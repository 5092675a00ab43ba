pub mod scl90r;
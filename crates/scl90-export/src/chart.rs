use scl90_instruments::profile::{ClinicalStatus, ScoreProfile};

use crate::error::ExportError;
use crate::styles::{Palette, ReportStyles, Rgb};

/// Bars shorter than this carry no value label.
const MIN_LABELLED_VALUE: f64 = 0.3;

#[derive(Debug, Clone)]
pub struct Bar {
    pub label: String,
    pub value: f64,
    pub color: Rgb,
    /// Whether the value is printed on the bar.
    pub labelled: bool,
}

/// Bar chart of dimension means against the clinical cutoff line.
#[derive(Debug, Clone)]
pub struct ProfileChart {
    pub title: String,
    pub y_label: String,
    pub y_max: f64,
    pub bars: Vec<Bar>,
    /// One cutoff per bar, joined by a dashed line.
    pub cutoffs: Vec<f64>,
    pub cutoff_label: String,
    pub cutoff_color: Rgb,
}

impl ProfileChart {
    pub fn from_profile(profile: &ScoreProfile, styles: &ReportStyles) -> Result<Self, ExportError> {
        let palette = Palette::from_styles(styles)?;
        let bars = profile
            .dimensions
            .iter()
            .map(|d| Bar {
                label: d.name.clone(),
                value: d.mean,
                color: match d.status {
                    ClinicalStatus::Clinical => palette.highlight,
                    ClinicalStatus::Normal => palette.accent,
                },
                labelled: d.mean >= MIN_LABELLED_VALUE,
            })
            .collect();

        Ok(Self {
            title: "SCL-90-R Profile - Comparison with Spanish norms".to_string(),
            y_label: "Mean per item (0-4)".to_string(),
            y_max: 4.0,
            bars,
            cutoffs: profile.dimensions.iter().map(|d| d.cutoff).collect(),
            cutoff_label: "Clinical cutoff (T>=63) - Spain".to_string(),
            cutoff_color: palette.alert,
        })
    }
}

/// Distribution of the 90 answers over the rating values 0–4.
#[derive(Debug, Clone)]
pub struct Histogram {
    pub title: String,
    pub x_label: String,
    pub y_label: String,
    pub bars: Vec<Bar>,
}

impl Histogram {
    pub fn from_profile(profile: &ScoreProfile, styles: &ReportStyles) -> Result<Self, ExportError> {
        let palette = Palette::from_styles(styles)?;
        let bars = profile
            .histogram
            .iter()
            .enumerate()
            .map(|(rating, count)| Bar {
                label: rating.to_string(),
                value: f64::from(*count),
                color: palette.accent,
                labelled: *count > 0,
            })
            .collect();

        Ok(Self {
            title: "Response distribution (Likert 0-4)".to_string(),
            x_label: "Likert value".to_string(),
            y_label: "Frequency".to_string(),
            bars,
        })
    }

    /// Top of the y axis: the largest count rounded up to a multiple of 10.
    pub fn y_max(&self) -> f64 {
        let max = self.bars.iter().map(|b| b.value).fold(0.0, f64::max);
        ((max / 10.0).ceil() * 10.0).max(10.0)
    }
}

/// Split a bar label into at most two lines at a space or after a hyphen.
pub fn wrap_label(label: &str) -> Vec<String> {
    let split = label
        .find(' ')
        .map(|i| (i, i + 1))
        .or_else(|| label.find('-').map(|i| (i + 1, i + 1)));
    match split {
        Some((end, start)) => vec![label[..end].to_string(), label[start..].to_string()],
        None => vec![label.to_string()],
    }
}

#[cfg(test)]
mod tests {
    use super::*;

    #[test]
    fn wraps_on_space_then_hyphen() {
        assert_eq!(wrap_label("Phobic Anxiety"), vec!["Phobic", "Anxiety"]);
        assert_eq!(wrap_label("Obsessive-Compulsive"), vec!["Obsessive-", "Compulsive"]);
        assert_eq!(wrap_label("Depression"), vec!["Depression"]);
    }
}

────────────────

How to complete this task
Every line of the listing above is to be set down again without any change.

Result of this task
repository 5092675a00ab43ba
pub mod scl90r;
filename crates/scl90-export/src/chart.rs
use scl90_instruments::profile::{ClinicalStatus, ScoreProfile};

use crate::error::ExportError;
use crate::styles::{Palette, ReportStyles, Rgb};

/// Bars shorter than this carry no value label.
const MIN_LABELLED_VALUE: f64 = 0.3;

#[derive(Debug, Clone)]
pub struct Bar {
    pub label: String,
    pub value: f64,
    pub color: Rgb,
    /// Whether the value is printed on the bar.
    pub labelled: bool,
}

/// Bar chart of dimension means against the clinical cutoff line.
#[derive(Debug, Clone)]
pub struct ProfileChart {
    pub title: String,
    pub y_label: String,
    pub y_max: f64,
    pub bars: Vec<Bar>,
    /// One cutoff per bar, joined by a dashed line.
    pub cutoffs: Vec<f64>,
    pub cutoff_label: String,
    pub cutoff_color: Rgb,
}

impl ProfileChart {
    pub fn from_profile(profile: &ScoreProfile, styles: &ReportStyles) -> Result<Self, ExportError> {
        let palette = Palette::from_styles(styles)?;
        let bars = profile
            .dimensions
            .iter()
            .map(|d| Bar {
                label: d.name.clone(),
                value: d.mean,
                color: match d.status {
                    ClinicalStatus::Clinical => palette.highlight,
                    ClinicalStatus::Normal => palette.accent,
                },
                labelled: d.mean >= MIN_LABELLED_VALUE,
            })
            .collect();

        Ok(Self {
            title: "SCL-90-R Profile - Comparison with Spanish norms".to_string(),
            y_label: "Mean per item (0-4)".to_string(),
            y_max: 4.0,
            bars,
            cutoffs: profile.dimensions.iter().map(|d| d.cutoff).collect(),
            cutoff_label: "Clinical cutoff (T>=63) - Spain".to_string(),
            cutoff_color: palette.alert,
        })
    }
}

/// Distribution of the 90 answers over the rating values 0–4.
#[derive(Debug, Clone)]
pub struct Histogram {
    pub title: String,
    pub x_label: String,
    pub y_label: String,
    pub bars: Vec<Bar>,
}

impl Histogram {
    pub fn from_profile(profile: &ScoreProfile, styles: &ReportStyles) -> Result<Self, ExportError> {
        let palette = Palette::from_styles(styles)?;
        let bars = profile
            .histogram
            .iter()
            .enumerate()
            .map(|(rating, count)| Bar {
                label: rating.to_string(),
                value: f64::from(*count),
                color: palette.accent,
                labelled: *count > 0,
            })
            .collect();

        Ok(Self {
            title: "Response distribution (Likert 0-4)".to_string(),
            x_label: "Likert value".to_string(),
            y_label: "Frequency".to_string(),
            bars,
        })
    }

    /// Top of the y axis: the largest count rounded up to a multiple of 10.
    pub fn y_max(&self) -> f64 {
        let max = self.bars.iter().map(|b| b.value).fold(0.0, f64::max);
        ((max / 10.0).ceil() * 10.0).max(10.0)
    }
}

/// Split a bar label into at most two lines at a space or after a hyphen.
pub fn wrap_label(label: &str) -> Vec<String> {
    let split = label
        .find(' ')
        .map(|i| (i, i + 1))
        .or_else(|| label.find('-').map(|i| (i + 1, i + 1)));
    match split {
        Some((end, start)) => vec![label[..end].to_string(), label[start..].to_string()],
        None => vec![label.to_string()],
    }
}

#[cfg(test)]
mod tests {
    use super::*;

    #[test]
    fn wraps_on_space_then_hyphen() {
        assert_eq!(wrap_label("Phobic Anxiety"), vec!["Phobic", "Anxiety"]);
        assert_eq!(wrap_label("Obsessive-Compulsive"), vec!["Obsessive-", "Compulsive"]);
        assert_eq!(wrap_label("Depression"), vec!["Depression"]);
    }
}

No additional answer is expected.